● What to do
From the opening line of the records through the line bearing "pub mod store;", set down every line exactly.

● Extracted information
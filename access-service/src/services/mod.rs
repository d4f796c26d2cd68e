pub mod auth;
pub mod bootstrap;
pub mod database;
pub mod domain_switch;
pub mod error;
pub mod memory;
pub mod policy;
pub mod session;
pub mod store;

pub use auth::{Authenticator, RouteClass};
pub use database::Database;
pub use domain_switch::DomainSwitch;
pub use error::ServiceError;
pub use memory::MemoryStore;
pub use policy::PolicyAggregator;
pub use session::SessionRegistry;
pub use store::{DirectoryStore, PolicySource};
pub mod security_headers;
pub mod tracing;
use axum::{extract::State, Json};
use service_core::error::AppError;

use crate::{
    dtos::auth::{LoginResponse, LogoutResponse},
    models::AuthContext,
    AppState,
};

/// Shared by the three login routes; the gate has already checked the
/// credentials and opened the session.
#[axum::debug_handler]
pub async fn login(State(state): State<AppState>, ctx: AuthContext) -> Json<LoginResponse> {
    Json(LoginResponse::new(&ctx, state.config.branding.default_icon_id))
}

#[axum::debug_handler]
pub async fn logout(
    State(state): State<AppState>,
    ctx: AuthContext,
) -> Result<Json<LogoutResponse>, AppError> {
    state.sessions.invalidate(&ctx.token).await?;

    tracing::info!(
        kind = %ctx.kind,
        principal = %ctx.principal_name,
        token = %ctx.token_fingerprint(),
        "Logged out"
    );

    Ok(Json(LogoutResponse {
        message: "Logged out".to_string(),
    }))
}
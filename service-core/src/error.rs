use axum::{
    Json,
    http::{HeaderValue, StatusCode, header},
    response::{IntoResponse, Response},
};
use serde::Serialize;
use thiserror::Error;

#[derive(Debug, Error)]
pub enum AppError {
    #[error("Validation error: {0}")]
    ValidationError(#[from] validator::ValidationErrors),

    #[error("Bad request: {0}")]
    BadRequest(anyhow::Error),

    #[error("Not found: {0}")]
    NotFound(anyhow::Error),

    #[error("Unauthorized: {0}")]
    Unauthorized(anyhow::Error),

    #[error("Authentication error: {0}")]
    AuthError(anyhow::Error),

    #[error("Unknown tenant: {0}")]
    UnknownTenant(anyhow::Error),

    #[error("Conflict: {0}")]
    Conflict(anyhow::Error),

    #[error("Internal server error: {0}")]
    InternalError(#[from] anyhow::Error),

    #[error("Database error: {0}")]
    DatabaseError(anyhow::Error),

    #[error("Configuration error: {0}")]
    ConfigError(anyhow::Error),
}

impl From<config::ConfigError> for AppError {
    fn from(err: config::ConfigError) -> Self {
        AppError::ConfigError(anyhow::Error::new(err))
    }
}

impl From<std::io::Error> for AppError {
    fn from(err: std::io::Error) -> Self {
        AppError::InternalError(anyhow::Error::new(err))
    }
}

impl From<sqlx::Error> for AppError {
    fn from(err: sqlx::Error) -> Self {
        AppError::DatabaseError(anyhow::Error::new(err))
    }
}

impl From<sqlx::migrate::MigrateError> for AppError {
    fn from(err: sqlx::migrate::MigrateError) -> Self {
        AppError::DatabaseError(anyhow::Error::new(err))
    }
}

/// Realm sent with every 401 so browsers and CLI clients prompt for credentials.
pub const UNAUTHORIZED_REALM: &str = "Basic realm=\"Unauthorized\"";

impl IntoResponse for AppError {
    fn into_response(self) -> Response {
        #[derive(Serialize)]
        struct ErrorResponse {
            error: String,
            #[serde(skip_serializing_if = "Option::is_none")]
            details: Option<String>,
        }

        // Internal causes are logged here and never returned to the caller.
        let (status, error_message, details) = match self {
            AppError::ValidationError(err) => (
                StatusCode::UNPROCESSABLE_ENTITY,
                "Validation error".to_string(),
                Some(err.to_string()),
            ),
            AppError::BadRequest(err) => (StatusCode::BAD_REQUEST, err.to_string(), None),
            AppError::NotFound(err) => (StatusCode::NOT_FOUND, err.to_string(), None),
            AppError::Unauthorized(_) | AppError::AuthError(_) => {
                (StatusCode::UNAUTHORIZED, "Unauthorized".to_string(), None)
            }
            AppError::UnknownTenant(err) => (StatusCode::BAD_REQUEST, err.to_string(), None),
            AppError::Conflict(err) => (StatusCode::CONFLICT, err.to_string(), None),
            AppError::InternalError(err) => {
                tracing::error!(error = ?err, "Internal error");
                (
                    StatusCode::INTERNAL_SERVER_ERROR,
                    "Internal server error".to_string(),
                    None,
                )
            }
            AppError::DatabaseError(err) => {
                tracing::error!(error = %err, "Database error");
                (
                    StatusCode::INTERNAL_SERVER_ERROR,
                    "Internal server error".to_string(),
                    None,
                )
            }
            AppError::ConfigError(err) => {
                tracing::error!(error = %err, "Configuration error");
                (
                    StatusCode::INTERNAL_SERVER_ERROR,
                    "Internal server error".to_string(),
                    None,
                )
            }
        };

        let mut res = (
            status,
            Json(ErrorResponse {
                error: error_message,
                details,
            }),
        )
            .into_response();

        if status == StatusCode::UNAUTHORIZED {
            res.headers_mut().insert(
                header::WWW_AUTHENTICATE,
                HeaderValue::from_static(UNAUTHORIZED_REALM),
            );
        }

        res
    }
}
pub mod auth;

pub use auth::authentication_gate;
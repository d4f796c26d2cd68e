pub mod validation;

pub use validation::{is_valid_name, ValidatedJson};
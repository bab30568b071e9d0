//! Structured connection configuration.

use super::env::{EnvExpander, EnvSource};
use super::{ConfigurationError, Connection, ConnectionResult};
use serde::{Deserialize, Serialize};
use serde_json::Value;
use std::fmt;
use tracing::debug;

/// Named connection parameters.
///
/// Every field is optional here; [`ConnectionConfig::build`] decides what is
/// required. Deserializes from any serde format, ignoring unknown keys.
///
/// ```rust
/// use odoo_rpc_core::ConnectionConfig;
///
/// let config: ConnectionConfig = serde_json::from_str(
///     r#"{"host": "erp.local", "username": "admin", "password": "pw", "database": "prod"}"#,
/// )
/// .unwrap();
/// assert_eq!(config.build().unwrap().scheme(), "https");
/// ```
#[derive(Clone, Default, PartialEq, Eq, Serialize, Deserialize)]
#[serde(default)]
pub struct ConnectionConfig {
    /// Host, optionally with a port.
    #[serde(skip_serializing_if = "Option::is_none")]
    pub host: Option<String>,
    /// Login name.
    #[serde(skip_serializing_if = "Option::is_none")]
    pub username: Option<String>,
    /// Plain-text password (not percent-decoded).
    #[serde(skip_serializing_if = "Option::is_none")]
    pub password: Option<String>,
    /// Target database.
    #[serde(skip_serializing_if = "Option::is_none")]
    pub database: Option<String>,
    /// Scheme, `https` when absent.
    #[serde(skip_serializing_if = "Option::is_none")]
    pub scheme: Option<String>,
}

impl ConnectionConfig {
    /// Create an empty configuration.
    pub fn new() -> Self {
        Self::default()
    }

    /// Collect parameters from key/value pairs.
    ///
    /// Only `host`, `username`, `password`, `database` and `scheme` are
    /// recognized; other keys are ignored.
    pub fn from_map<I, K, V>(entries: I) -> Self
    where
        I: IntoIterator<Item = (K, V)>,
        K: AsRef<str>,
        V: Into<String>,
    {
        let mut config = Self::default();
        for (key, value) in entries {
            if let Some(slot) = config.slot_mut(key.as_ref()) {
                *slot = Some(value.into());
            }
        }
        config
    }

    /// Collect parameters from a JSON object.
    ///
    /// `null` counts as absent. Any other non-string value for a known key is
    /// rejected.
    pub fn from_json(value: &Value) -> ConnectionResult<Self> {
        let object = value
            .as_object()
            .ok_or_else(|| ConfigurationError::InvalidParameter {
                name: "<root>".to_string(),
                message: "expected a JSON object".to_string(),
            })?;

        let mut config = Self::default();
        for (key, value) in object {
            let Some(slot) = config.slot_mut(key) else {
                continue;
            };
            match value {
                Value::Null => {}
                Value::String(s) => *slot = Some(s.clone()),
                other => {
                    return Err(ConfigurationError::InvalidParameter {
                        name: key.clone(),
                        message: format!("expected a string, got {other}"),
                    });
                }
            }
        }
        Ok(config)
    }

    fn slot_mut(&mut self, key: &str) -> Option<&mut Option<String>> {
        match key {
            "host" => Some(&mut self.host),
            "username" => Some(&mut self.username),
            "password" => Some(&mut self.password),
            "database" => Some(&mut self.database),
            "scheme" => Some(&mut self.scheme),
            _ => None,
        }
    }

    /// Set the host.
    pub fn host(mut self, host: impl Into<String>) -> Self {
        self.host = Some(host.into());
        self
    }

    /// Set the username.
    pub fn username(mut self, username: impl Into<String>) -> Self {
        self.username = Some(username.into());
        self
    }

    /// Set the password.
    pub fn password(mut self, password: impl Into<String>) -> Self {
        self.password = Some(password.into());
        self
    }

    /// Set the database name.
    pub fn database(mut self, database: impl Into<String>) -> Self {
        self.database = Some(database.into());
        self
    }

    /// Set the scheme.
    pub fn scheme(mut self, scheme: impl Into<String>) -> Self {
        self.scheme = Some(scheme.into());
        self
    }

    /// Expand environment references in every present field.
    pub fn expand_env<S: EnvSource>(&self, expander: &EnvExpander<S>) -> ConnectionResult<Self> {
        let expand = |field: &Option<String>| -> ConnectionResult<Option<String>> {
            field.as_deref().map(|v| expander.expand(v)).transpose()
        };

        let expanded = Self {
            host: expand(&self.host)?,
            username: expand(&self.username)?,
            password: expand(&self.password)?,
            database: expand(&self.database)?,
            scheme: expand(&self.scheme)?,
        };
        debug!("Environment references expanded in connection config");
        Ok(expanded)
    }

    /// Build the connection.
    pub fn build(&self) -> ConnectionResult<Connection> {
        Connection::from_config(self)
    }
}

impl fmt::Debug for ConnectionConfig {
    fn fmt(&self, f: &mut fmt::Formatter<'_>) -> fmt::Result {
        f.debug_struct("ConnectionConfig")
            .field("host", &self.host)
            .field("username", &self.username)
            .field("password", &self.password.as_ref().map(|_| "***"))
            .field("database", &self.database)
            .field("scheme", &self.scheme)
            .finish()
    }
}
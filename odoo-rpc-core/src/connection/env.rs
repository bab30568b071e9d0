//! Environment variable expansion for DSNs and config values.

use super::{ConfigurationError, ConnectionResult};
use std::collections::HashMap;
use std::iter::Peekable;
use std::str::Chars;

/// Source for environment variables.
pub trait EnvSource: Send + Sync {
    /// Get an environment variable value.
    fn get(&self, name: &str) -> Option<String>;

    /// Check if a variable exists.
    fn contains(&self, name: &str) -> bool {
        self.get(name).is_some()
    }
}

/// Process environment.
#[derive(Debug, Clone, Copy, Default)]
pub struct StdEnvSource;

impl EnvSource for StdEnvSource {
    fn get(&self, name: &str) -> Option<String> {
        std::env::var(name).ok()
    }
}

/// Environment backed by a map, for tests and embedding.
#[derive(Debug, Clone, Default)]
pub struct MapEnvSource {
    vars: HashMap<String, String>,
}

impl MapEnvSource {
    /// Create an empty source.
    pub fn new() -> Self {
        Self::default()
    }

    /// Add a variable.
    pub fn set(mut self, name: impl Into<String>, value: impl Into<String>) -> Self {
        self.vars.insert(name.into(), value.into());
        self
    }

    /// Add multiple variables.
    pub fn with_vars(mut self, vars: HashMap<String, String>) -> Self {
        self.vars.extend(vars);
        self
    }
}

impl EnvSource for MapEnvSource {
    fn get(&self, name: &str) -> Option<String> {
        self.vars.get(name).cloned()
    }
}

/// Expands environment references in strings.
///
/// Supported syntax:
/// - `${VAR}` - required variable
/// - `${VAR:-default}` - default when unset or empty
/// - `${VAR:?message}` - required, with a custom error message
/// - `${VAR:+word}` - `word` when set and non-empty, empty otherwise
/// - `$VAR` - simple reference
#[derive(Debug, Clone)]
pub struct EnvExpander<S: EnvSource = StdEnvSource> {
    source: S,
}

impl EnvExpander<StdEnvSource> {
    /// Expander over the process environment.
    pub fn new() -> Self {
        Self {
            source: StdEnvSource,
        }
    }
}

impl Default for EnvExpander<StdEnvSource> {
    fn default() -> Self {
        Self::new()
    }
}

impl<S: EnvSource> EnvExpander<S> {
    /// Expander over a custom source.
    pub fn with_source(source: S) -> Self {
        Self { source }
    }

    /// The variable source this expander reads from.
    pub fn source(&self) -> &S {
        &self.source
    }

    /// Expand every reference in `input`.
    ///
    /// A `$` not followed by `{`, a letter or `_` is kept literally.
    pub fn expand(&self, input: &str) -> ConnectionResult<String> {
        let mut result = String::with_capacity(input.len());
        let mut chars = input.chars().peekable();

        while let Some(c) = chars.next() {
            if c != '$' {
                result.push(c);
                continue;
            }
            match chars.peek() {
                Some('{') => {
                    chars.next();
                    result.push_str(&self.expand_braced(&mut chars)?);
                }
                Some(&next) if next.is_alphabetic() || next == '_' => {
                    result.push_str(&self.expand_simple(&mut chars)?);
                }
                _ => result.push(c),
            }
        }

        Ok(result)
    }

    fn expand_braced(&self, chars: &mut Peekable<Chars<'_>>) -> ConnectionResult<String> {
        let mut name = String::new();
        let mut modifier = None;
        let mut word = String::new();
        let mut closed = false;

        while let Some(c) = chars.next() {
            match c {
                '}' => {
                    closed = true;
                    break;
                }
                _ if modifier.is_some() => word.push(c),
                ':' => match chars.next() {
                    Some('}') => {
                        closed = true;
                        break;
                    }
                    Some(m) => modifier = Some(m),
                    None => break,
                },
                _ => name.push(c),
            }
        }

        if !closed {
            return Err(ConfigurationError::InvalidEnvValue {
                name,
                message: "Unterminated variable reference".to_string(),
            });
        }
        if name.is_empty() {
            return Err(ConfigurationError::InvalidEnvValue {
                name,
                message: "Empty variable name".to_string(),
            });
        }

        let value = self.source.get(&name).filter(|v| !v.is_empty());
        match (modifier, value) {
            (Some('+'), Some(_)) => Ok(word),
            (Some('+'), None) => Ok(String::new()),
            (_, Some(value)) => Ok(value),
            (Some('-'), None) => Ok(word),
            (Some('?'), None) => Err(ConfigurationError::InvalidEnvValue {
                message: if word.is_empty() {
                    format!("Required variable '{name}' is not set")
                } else {
                    word
                },
                name,
            }),
            (_, None) => Err(ConfigurationError::EnvNotFound(name)),
        }
    }

    fn expand_simple(&self, chars: &mut Peekable<Chars<'_>>) -> ConnectionResult<String> {
        let mut name = String::new();
        while let Some(&c) = chars.peek() {
            if !(c.is_alphanumeric() || c == '_') {
                break;
            }
            name.push(c);
            chars.next();
        }

        self.source
            .get(&name)
            .ok_or_else(|| ConfigurationError::EnvNotFound(name))
    }

    /// Expand a DSN.
    pub fn expand_url(&self, url: &str) -> ConnectionResult<String> {
        self.expand(url)
    }

    /// Whether `input` may contain references.
    pub fn has_variables(input: &str) -> bool {
        input.contains('$')
    }
}

/// Expand references using the process environment.
pub fn expand_env(input: &str) -> ConnectionResult<String> {
    EnvExpander::new().expand(input)
}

● Output
filename access-service/src/services/mod.rs
repository d4f796c26d2cd68e
pub mod auth;
pub mod bootstrap;
pub mod database;
pub mod domain_switch;
pub mod error;
pub mod memory;
pub mod policy;
pub mod session;
pub mod store;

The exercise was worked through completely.